• [Task prompt]: When you repeat the listing, keep every character as it is.

• [Records for processing]:
//! HTML rendering for the results dropdown.
//!
//! Everything the widget writes into `innerHTML` is built here, and every
//! dynamic value passes through [`escape_html`] first - article fields come
//! from a fetched JSON file and are untrusted. The escape set covers both
//! element text and double-quoted attribute values, so the same function
//! guards `href="..."` and `<div>...</div>` positions alike.
//!
//! Excerpts are truncated to [`EXCERPT_MAX_CHARS`] characters before
//! escaping, so an entity can never be cut in half, and always end with a
//! literal `...` suffix.

use crate::query::PlaceholderKind;
use crate::types::Article;

/// The href used for inert placeholder rows. Clicking one navigates nowhere.
pub const PLACEHOLDER_HREF: &str = "#";

/// Excerpts are cut to this many characters (Unicode scalars) in the
/// dropdown.
pub const EXCERPT_MAX_CHARS: usize = 100;

/// Escape a string for interpolation into HTML.
///
/// Replaces `&`, `<`, `>`, `"`, and `'`. The quote entities are what make
/// this safe inside double-quoted attributes, not just element text.
pub fn escape_html(raw: &str) -> String {
    let mut escaped = String::with_capacity(raw.len());
    for c in raw.chars() {
        match c {
            '&' => escaped.push_str("&amp;"),
            '<' => escaped.push_str("&lt;"),
            '>' => escaped.push_str("&gt;"),
            '"' => escaped.push_str("&quot;"),
            '\'' => escaped.push_str("&#39;"),
            _ => escaped.push(c),
        }
    }
    escaped
}

/// One row of the dropdown, ready to serialize. Both real results and
/// placeholder rows flatten into this before rendering.
#[derive(Debug, Clone, PartialEq, Eq)]
pub struct RenderEntry {
    pub href: String,
    pub title: String,
    /// Rendered as a channel badge when present; `None` and empty-string
    /// channels both omit the badge element entirely.
    pub channel: Option<String>,
    pub excerpt: String,
    /// Placeholder rows get an extra CSS class and an inert href.
    pub placeholder: bool,
}

impl RenderEntry {
    /// A row for a real article.
    pub fn from_article(article: &Article) -> Self {
        RenderEntry {
            href: article.url.clone(),
            title: article.title.clone(),
            channel: article
                .channel
                .as_deref()
                .filter(|c| !c.is_empty())
                .map(String::from),
            excerpt: article.excerpt.clone(),
            placeholder: article.url == PLACEHOLDER_HREF,
        }
    }

    /// An inert status row (loading, unavailable, no matches).
    pub fn placeholder(kind: PlaceholderKind) -> Self {
        RenderEntry {
            href: PLACEHOLDER_HREF.to_string(),
            title: kind.title().to_string(),
            channel: None,
            excerpt: kind.excerpt().to_string(),
            placeholder: true,
        }
    }
}

/// Serialize entries into the dropdown's inner HTML.
///
/// The returned fragment is the complete `innerHTML` payload: a single
/// `.search-results-inner` wrapper holding one `<a>` per entry.
pub fn render_entries(entries: &[RenderEntry]) -> String {
    let mut html = String::from("<div class=\"search-results-inner\">");
    for entry in entries {
        render_entry(&mut html, entry);
    }
    html.push_str("</div>");
    html
}

fn render_entry(html: &mut String, entry: &RenderEntry) {
    let class = if entry.placeholder {
        "search-result-item search-result-placeholder"
    } else {
        "search-result-item"
    };

    html.push_str("<a href=\"");
    html.push_str(&escape_html(&entry.href));
    html.push_str("\" class=\"");
    html.push_str(class);
    html.push_str("\">");

    html.push_str("<div class=\"result-title\">");
    html.push_str(&escape_html(&entry.title));
    html.push_str("</div>");

    if let Some(channel) = &entry.channel {
        html.push_str("<div class=\"result-channel\">");
        html.push_str(&escape_html(channel));
        html.push_str("</div>");
    }

    html.push_str("<div class=\"result-excerpt\">");
    let clipped: String = entry.excerpt.chars().take(EXCERPT_MAX_CHARS).collect();
    html.push_str(&escape_html(&clipped));
    html.push_str("...");
    html.push_str("</div>");

    html.push_str("</a>");
}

• [Solution to the problem]:
//! HTML rendering for the results dropdown.
//!
//! Everything the widget writes into `innerHTML` is built here, and every
//! dynamic value passes through [`escape_html`] first - article fields come
//! from a fetched JSON file and are untrusted. The escape set covers both
//! element text and double-quoted attribute values, so the same function
//! guards `href="..."` and `<div>...</div>` positions alike.
//!
//! Excerpts are truncated to [`EXCERPT_MAX_CHARS`] characters before
//! escaping, so an entity can never be cut in half, and always end with a
//! literal `...` suffix.

use crate::query::PlaceholderKind;
use crate::types::Article;

/// The href used for inert placeholder rows. Clicking one navigates nowhere.
pub const PLACEHOLDER_HREF: &str = "#";

/// Excerpts are cut to this many characters (Unicode scalars) in the
/// dropdown.
pub const EXCERPT_MAX_CHARS: usize = 100;

/// Escape a string for interpolation into HTML.
///
/// Replaces `&`, `<`, `>`, `"`, and `'`. The quote entities are what make
/// this safe inside double-quoted attributes, not just element text.
pub fn escape_html(raw: &str) -> String {
    let mut escaped = String::with_capacity(raw.len());
    for c in raw.chars() {
        match c {
            '&' => escaped.push_str("&amp;"),
            '<' => escaped.push_str("&lt;"),
            '>' => escaped.push_str("&gt;"),
            '"' => escaped.push_str("&quot;"),
            '\'' => escaped.push_str("&#39;"),
            _ => escaped.push(c),
        }
    }
    escaped
}

/// One row of the dropdown, ready to serialize. Both real results and
/// placeholder rows flatten into this before rendering.
#[derive(Debug, Clone, PartialEq, Eq)]
pub struct RenderEntry {
    pub href: String,
    pub title: String,
    /// Rendered as a channel badge when present; `None` and empty-string
    /// channels both omit the badge element entirely.
    pub channel: Option<String>,
    pub excerpt: String,
    /// Placeholder rows get an extra CSS class and an inert href.
    pub placeholder: bool,
}

impl RenderEntry {
    /// A row for a real article.
    pub fn from_article(article: &Article) -> Self {
        RenderEntry {
            href: article.url.clone(),
            title: article.title.clone(),
            channel: article
                .channel
                .as_deref()
                .filter(|c| !c.is_empty())
                .map(String::from),
            excerpt: article.excerpt.clone(),
            placeholder: article.url == PLACEHOLDER_HREF,
        }
    }

    /// An inert status row (loading, unavailable, no matches).
    pub fn placeholder(kind: PlaceholderKind) -> Self {
        RenderEntry {
            href: PLACEHOLDER_HREF.to_string(),
            title: kind.title().to_string(),
            channel: None,
            excerpt: kind.excerpt().to_string(),
            placeholder: true,
        }
    }
}

/// Serialize entries into the dropdown's inner HTML.
///
/// The returned fragment is the complete `innerHTML` payload: a single
/// `.search-results-inner` wrapper holding one `<a>` per entry.
pub fn render_entries(entries: &[RenderEntry]) -> String {
    let mut html = String::from("<div class=\"search-results-inner\">");
    for entry in entries {
        render_entry(&mut html, entry);
    }
    html.push_str("</div>");
    html
}

fn render_entry(html: &mut String, entry: &RenderEntry) {
    let class = if entry.placeholder {
        "search-result-item search-result-placeholder"
    } else {
        "search-result-item"
    };

    html.push_str("<a href=\"");
    html.push_str(&escape_html(&entry.href));
    html.push_str("\" class=\"");
    html.push_str(class);
    html.push_str("\">");

    html.push_str("<div class=\"result-title\">");
    html.push_str(&escape_html(&entry.title));
    html.push_str("</div>");

    if let Some(channel) = &entry.channel {
        html.push_str("<div class=\"result-channel\">");
        html.push_str(&escape_html(channel));
        html.push_str("</div>");
    }

    html.push_str("<div class=\"result-excerpt\">");
    let clipped: String = entry.excerpt.chars().take(EXCERPT_MAX_CHARS).collect();
    html.push_str(&escape_html(&clipped));
    html.push_str("...");
    html.push_str("</div>");

    html.push_str("</a>");
}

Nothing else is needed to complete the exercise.